» Exercise: When you reach the line that contains "self.cache_postings(postings)" in the data below, start reproducing lines exactly, and stop after the line that contains "word is unknown.".
────────
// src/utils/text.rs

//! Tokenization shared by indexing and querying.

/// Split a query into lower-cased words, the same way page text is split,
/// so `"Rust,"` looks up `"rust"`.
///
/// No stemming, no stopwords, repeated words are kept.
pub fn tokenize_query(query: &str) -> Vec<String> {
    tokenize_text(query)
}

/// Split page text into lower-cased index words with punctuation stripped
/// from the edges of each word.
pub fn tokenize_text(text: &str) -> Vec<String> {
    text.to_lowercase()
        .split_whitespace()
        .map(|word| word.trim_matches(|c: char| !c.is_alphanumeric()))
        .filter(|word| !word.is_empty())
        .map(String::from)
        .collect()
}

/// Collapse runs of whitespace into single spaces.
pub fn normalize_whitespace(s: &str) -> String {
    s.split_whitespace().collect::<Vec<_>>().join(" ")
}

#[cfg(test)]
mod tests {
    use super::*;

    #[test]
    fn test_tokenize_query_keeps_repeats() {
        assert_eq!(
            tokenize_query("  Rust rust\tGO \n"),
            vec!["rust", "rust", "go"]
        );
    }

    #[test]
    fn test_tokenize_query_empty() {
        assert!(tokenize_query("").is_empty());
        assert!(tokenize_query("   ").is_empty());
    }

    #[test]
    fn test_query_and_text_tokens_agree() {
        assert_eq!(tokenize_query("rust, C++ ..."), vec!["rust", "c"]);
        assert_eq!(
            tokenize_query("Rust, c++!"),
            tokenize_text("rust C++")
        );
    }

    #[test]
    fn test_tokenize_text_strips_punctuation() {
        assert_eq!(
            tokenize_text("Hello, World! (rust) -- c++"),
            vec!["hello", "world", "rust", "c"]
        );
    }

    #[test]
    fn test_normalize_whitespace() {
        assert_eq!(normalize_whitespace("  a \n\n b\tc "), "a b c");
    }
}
────────
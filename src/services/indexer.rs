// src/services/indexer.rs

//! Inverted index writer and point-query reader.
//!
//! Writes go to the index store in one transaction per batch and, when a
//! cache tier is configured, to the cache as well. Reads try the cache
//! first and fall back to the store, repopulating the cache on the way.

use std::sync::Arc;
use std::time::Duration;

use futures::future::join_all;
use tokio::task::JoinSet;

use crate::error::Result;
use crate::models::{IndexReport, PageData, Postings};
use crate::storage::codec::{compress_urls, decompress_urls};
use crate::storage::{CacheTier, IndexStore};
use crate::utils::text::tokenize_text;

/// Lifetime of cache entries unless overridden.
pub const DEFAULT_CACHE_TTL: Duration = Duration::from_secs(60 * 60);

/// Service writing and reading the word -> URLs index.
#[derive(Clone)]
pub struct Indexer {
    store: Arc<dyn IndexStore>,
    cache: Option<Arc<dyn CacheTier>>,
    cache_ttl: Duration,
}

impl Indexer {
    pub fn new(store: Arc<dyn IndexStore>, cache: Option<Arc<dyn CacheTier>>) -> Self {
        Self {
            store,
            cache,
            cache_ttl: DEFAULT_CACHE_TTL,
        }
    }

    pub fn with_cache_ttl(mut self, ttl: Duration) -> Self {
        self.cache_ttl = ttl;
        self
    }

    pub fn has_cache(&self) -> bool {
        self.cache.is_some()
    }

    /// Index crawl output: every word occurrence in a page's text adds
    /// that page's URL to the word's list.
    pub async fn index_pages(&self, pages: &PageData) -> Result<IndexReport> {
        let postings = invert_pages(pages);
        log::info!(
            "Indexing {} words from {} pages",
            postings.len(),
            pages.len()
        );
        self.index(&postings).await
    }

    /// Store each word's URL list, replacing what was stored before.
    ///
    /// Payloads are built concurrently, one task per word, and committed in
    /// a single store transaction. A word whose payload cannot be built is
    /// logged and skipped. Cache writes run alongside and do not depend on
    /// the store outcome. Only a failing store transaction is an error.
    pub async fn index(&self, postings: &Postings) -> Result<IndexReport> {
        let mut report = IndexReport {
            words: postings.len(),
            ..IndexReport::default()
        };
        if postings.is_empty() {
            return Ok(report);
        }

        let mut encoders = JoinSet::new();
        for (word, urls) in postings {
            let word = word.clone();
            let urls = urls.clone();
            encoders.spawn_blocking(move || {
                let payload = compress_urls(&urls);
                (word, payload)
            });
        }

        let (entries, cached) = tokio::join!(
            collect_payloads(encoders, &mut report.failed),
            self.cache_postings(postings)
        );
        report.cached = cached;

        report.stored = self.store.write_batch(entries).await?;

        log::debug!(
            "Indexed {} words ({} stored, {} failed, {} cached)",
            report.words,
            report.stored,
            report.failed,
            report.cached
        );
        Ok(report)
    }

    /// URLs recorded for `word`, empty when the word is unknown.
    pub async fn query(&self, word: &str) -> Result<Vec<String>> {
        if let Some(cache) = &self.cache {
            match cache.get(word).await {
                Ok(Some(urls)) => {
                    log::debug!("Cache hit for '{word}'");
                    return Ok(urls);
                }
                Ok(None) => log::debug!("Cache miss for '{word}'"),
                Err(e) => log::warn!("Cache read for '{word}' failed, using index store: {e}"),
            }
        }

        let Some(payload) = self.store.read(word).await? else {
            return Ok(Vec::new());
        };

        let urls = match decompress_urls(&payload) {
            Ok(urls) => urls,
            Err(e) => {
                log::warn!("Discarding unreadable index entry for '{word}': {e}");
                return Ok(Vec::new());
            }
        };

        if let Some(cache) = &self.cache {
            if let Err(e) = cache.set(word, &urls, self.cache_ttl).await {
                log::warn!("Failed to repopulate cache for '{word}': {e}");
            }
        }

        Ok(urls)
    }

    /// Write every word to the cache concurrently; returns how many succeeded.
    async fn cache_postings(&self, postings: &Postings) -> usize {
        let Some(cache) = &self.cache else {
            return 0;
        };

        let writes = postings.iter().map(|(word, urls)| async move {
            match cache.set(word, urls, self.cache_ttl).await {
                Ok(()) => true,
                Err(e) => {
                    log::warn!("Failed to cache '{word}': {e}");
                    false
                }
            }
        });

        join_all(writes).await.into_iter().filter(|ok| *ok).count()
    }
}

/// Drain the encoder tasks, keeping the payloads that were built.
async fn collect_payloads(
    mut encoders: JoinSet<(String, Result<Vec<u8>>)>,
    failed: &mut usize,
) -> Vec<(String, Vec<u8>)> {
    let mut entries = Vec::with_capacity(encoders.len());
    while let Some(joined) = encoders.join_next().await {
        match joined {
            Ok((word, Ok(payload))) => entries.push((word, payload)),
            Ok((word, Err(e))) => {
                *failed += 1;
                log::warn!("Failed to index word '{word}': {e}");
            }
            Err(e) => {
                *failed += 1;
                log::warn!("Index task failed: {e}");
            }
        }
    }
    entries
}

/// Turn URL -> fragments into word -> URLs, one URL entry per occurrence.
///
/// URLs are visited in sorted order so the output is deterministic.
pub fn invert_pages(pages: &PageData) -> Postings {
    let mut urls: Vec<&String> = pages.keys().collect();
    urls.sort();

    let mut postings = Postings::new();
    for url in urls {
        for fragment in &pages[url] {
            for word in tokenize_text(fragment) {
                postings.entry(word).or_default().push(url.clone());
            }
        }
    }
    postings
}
────────
» Result:
            self.cache_postings(postings)
        );
        report.cached = cached;

        report.stored = self.store.write_batch(entries).await?;

        log::debug!(
            "Indexed {} words ({} stored, {} failed, {} cached)",
            report.words,
            report.stored,
            report.failed,
            report.cached
        );
        Ok(report)
    }

    /// URLs recorded for `word`, empty when the word is unknown.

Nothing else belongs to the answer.